* [TASK REQUIREMENTS] In the entries below, find the lines that contain the word "format" and copy them.

Saved data entries:
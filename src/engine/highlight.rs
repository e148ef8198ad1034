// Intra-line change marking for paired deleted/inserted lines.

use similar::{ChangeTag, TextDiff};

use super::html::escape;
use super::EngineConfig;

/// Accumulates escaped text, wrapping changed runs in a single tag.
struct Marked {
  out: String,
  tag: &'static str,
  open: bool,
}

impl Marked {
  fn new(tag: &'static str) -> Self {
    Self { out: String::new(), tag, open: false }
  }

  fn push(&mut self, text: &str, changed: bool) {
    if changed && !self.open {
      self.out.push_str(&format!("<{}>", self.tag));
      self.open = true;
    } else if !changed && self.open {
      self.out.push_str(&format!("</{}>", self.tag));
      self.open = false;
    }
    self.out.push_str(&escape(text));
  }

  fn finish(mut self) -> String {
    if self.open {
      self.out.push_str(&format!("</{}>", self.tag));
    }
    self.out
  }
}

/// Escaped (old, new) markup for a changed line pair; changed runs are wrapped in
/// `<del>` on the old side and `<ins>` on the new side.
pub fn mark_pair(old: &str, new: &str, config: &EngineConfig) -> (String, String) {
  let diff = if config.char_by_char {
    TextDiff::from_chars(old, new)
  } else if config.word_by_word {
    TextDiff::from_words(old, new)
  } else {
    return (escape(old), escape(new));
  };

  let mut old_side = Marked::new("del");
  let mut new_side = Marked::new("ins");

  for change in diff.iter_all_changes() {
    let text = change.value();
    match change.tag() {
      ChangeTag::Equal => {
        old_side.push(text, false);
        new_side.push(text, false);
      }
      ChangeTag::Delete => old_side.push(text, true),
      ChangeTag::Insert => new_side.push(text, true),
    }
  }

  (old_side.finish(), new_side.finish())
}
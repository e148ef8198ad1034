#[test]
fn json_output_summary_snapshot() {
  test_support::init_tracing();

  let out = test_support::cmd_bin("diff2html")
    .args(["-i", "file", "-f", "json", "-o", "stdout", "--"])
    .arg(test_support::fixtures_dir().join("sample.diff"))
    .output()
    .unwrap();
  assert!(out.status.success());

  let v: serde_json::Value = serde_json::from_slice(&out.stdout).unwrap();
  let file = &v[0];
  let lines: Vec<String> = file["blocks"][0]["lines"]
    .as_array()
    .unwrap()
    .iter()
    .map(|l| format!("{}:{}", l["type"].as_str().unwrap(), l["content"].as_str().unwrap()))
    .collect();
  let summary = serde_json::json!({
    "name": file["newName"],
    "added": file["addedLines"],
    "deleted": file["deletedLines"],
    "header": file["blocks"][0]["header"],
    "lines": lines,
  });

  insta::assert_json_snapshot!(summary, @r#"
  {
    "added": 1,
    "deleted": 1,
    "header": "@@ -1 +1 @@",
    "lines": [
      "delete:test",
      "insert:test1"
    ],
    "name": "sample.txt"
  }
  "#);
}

* [WRITTEN SOLUTION]
      self.out.push_str(&format!("<{}>", self.tag));
      self.out.push_str(&format!("</{}>", self.tag));
      self.out.push_str(&format!("</{}>", self.tag));
    .map(|l| format!("{}:{}", l["type"].as_str().unwrap(), l["content"].as_str().unwrap()))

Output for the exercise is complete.